EXERCISE BRIEF: All lines in the material containing the word "machine" need to be copied.
..............................
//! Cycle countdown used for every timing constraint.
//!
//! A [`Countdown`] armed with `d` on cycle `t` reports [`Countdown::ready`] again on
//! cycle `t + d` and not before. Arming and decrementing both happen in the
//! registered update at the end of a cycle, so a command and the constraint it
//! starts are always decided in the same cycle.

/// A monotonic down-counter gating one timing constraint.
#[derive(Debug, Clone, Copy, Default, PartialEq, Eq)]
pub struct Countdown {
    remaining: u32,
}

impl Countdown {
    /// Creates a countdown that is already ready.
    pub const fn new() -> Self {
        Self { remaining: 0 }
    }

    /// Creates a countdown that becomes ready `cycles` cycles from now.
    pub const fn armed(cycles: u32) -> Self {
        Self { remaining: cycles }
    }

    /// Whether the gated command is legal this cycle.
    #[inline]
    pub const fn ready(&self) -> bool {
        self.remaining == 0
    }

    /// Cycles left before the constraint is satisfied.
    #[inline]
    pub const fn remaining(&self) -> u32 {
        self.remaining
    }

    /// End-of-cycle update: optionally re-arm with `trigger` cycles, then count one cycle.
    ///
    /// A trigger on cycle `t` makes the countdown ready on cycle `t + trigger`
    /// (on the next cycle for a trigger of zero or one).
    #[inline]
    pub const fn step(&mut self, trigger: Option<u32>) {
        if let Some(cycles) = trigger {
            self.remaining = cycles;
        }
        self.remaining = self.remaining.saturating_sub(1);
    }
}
..............................
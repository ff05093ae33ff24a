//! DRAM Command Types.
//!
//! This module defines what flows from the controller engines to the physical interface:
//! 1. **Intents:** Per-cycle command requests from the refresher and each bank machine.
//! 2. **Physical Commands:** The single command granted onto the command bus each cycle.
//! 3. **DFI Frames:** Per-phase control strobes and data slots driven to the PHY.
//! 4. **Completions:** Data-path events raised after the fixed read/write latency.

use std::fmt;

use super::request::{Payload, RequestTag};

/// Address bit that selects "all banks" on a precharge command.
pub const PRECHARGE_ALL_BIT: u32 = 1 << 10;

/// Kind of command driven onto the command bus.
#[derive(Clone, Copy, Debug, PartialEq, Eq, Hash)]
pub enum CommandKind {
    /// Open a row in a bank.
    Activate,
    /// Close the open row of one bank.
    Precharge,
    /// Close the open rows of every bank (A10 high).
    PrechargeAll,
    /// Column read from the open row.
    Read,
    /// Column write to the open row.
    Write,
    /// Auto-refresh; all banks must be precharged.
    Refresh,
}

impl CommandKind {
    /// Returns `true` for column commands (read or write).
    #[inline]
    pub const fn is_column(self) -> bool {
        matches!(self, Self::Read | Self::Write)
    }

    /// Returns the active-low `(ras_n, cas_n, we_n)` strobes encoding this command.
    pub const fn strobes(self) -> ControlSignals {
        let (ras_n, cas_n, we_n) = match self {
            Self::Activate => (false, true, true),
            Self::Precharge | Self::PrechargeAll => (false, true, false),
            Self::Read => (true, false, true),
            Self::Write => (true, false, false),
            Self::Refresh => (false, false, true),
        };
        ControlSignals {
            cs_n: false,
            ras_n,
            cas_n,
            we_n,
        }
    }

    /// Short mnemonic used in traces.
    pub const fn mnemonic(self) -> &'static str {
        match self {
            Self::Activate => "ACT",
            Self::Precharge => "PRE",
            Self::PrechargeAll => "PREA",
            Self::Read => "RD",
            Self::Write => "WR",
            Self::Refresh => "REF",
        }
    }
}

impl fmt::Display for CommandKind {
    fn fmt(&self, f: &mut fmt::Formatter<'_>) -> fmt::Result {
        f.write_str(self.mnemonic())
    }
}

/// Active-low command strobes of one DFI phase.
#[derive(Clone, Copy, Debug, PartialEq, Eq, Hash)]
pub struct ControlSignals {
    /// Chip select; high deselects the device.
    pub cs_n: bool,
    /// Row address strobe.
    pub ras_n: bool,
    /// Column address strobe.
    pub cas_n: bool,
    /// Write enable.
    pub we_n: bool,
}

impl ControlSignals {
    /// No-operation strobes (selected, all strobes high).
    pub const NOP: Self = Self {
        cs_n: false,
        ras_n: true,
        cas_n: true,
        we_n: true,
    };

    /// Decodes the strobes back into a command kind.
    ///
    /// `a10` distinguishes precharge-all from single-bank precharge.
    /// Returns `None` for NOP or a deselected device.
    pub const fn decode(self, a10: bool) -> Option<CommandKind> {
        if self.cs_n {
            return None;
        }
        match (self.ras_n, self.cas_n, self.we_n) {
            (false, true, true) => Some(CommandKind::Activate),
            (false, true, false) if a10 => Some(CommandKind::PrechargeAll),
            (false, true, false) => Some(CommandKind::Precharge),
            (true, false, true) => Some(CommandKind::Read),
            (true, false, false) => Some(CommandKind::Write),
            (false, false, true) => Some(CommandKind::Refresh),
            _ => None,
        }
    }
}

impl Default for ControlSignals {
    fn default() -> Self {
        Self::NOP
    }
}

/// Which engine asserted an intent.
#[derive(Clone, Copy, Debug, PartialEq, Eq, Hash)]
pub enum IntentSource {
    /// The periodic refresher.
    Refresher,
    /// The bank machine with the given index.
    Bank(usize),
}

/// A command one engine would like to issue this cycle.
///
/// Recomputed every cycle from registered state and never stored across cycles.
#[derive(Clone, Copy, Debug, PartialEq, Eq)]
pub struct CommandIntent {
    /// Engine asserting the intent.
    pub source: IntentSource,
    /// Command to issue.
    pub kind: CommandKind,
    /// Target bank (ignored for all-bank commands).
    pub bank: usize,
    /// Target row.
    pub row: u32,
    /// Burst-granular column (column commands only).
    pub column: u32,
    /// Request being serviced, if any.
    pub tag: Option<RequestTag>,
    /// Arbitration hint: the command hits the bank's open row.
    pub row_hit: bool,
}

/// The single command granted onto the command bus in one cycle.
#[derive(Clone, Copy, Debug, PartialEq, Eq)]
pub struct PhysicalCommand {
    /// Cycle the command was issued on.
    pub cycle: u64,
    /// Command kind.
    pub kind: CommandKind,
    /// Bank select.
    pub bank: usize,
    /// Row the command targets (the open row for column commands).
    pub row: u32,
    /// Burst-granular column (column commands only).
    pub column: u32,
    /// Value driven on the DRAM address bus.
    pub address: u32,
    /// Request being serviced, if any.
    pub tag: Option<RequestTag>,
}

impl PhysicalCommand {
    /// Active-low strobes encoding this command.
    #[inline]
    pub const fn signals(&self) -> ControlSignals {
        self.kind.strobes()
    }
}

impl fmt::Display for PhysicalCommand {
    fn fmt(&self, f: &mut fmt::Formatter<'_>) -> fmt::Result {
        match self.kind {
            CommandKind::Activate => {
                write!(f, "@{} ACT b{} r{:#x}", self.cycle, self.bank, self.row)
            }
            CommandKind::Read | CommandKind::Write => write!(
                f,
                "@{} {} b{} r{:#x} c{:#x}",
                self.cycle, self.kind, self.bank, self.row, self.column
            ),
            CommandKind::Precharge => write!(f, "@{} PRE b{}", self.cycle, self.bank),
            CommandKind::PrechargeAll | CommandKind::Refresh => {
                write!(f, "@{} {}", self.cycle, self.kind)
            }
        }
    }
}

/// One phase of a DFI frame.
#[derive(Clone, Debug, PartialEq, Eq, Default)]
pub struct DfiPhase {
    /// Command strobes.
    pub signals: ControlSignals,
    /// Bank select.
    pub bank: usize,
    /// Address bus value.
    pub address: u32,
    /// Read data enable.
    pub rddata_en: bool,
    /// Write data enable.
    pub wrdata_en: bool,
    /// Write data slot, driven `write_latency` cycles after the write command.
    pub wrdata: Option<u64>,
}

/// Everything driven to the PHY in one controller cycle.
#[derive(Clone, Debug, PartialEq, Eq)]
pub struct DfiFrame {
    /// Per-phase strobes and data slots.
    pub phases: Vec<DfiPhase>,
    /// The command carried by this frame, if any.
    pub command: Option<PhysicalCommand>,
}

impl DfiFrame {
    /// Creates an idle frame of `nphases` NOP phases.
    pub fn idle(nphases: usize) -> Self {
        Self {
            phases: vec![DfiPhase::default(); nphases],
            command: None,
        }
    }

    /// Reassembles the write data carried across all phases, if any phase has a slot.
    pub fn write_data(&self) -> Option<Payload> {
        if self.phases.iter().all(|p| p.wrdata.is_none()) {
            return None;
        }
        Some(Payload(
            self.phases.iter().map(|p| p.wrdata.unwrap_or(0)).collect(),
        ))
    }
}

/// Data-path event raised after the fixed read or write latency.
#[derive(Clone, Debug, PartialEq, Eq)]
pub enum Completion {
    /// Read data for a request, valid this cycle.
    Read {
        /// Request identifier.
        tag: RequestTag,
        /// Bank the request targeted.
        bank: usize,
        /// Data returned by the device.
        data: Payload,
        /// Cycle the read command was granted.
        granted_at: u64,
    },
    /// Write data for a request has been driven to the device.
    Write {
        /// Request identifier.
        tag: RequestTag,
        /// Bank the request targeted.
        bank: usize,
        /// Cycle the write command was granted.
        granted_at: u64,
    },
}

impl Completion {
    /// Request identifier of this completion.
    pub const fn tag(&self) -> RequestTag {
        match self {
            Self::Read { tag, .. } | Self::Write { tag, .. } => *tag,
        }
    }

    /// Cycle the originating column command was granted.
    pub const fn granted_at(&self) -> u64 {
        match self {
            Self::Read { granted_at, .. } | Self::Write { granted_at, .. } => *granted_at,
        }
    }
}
..............................
COMPLETED EXERCISE:
//! 1. **Intents:** Per-cycle command requests from the refresher and each bank machine.
    /// The bank machine with the given index.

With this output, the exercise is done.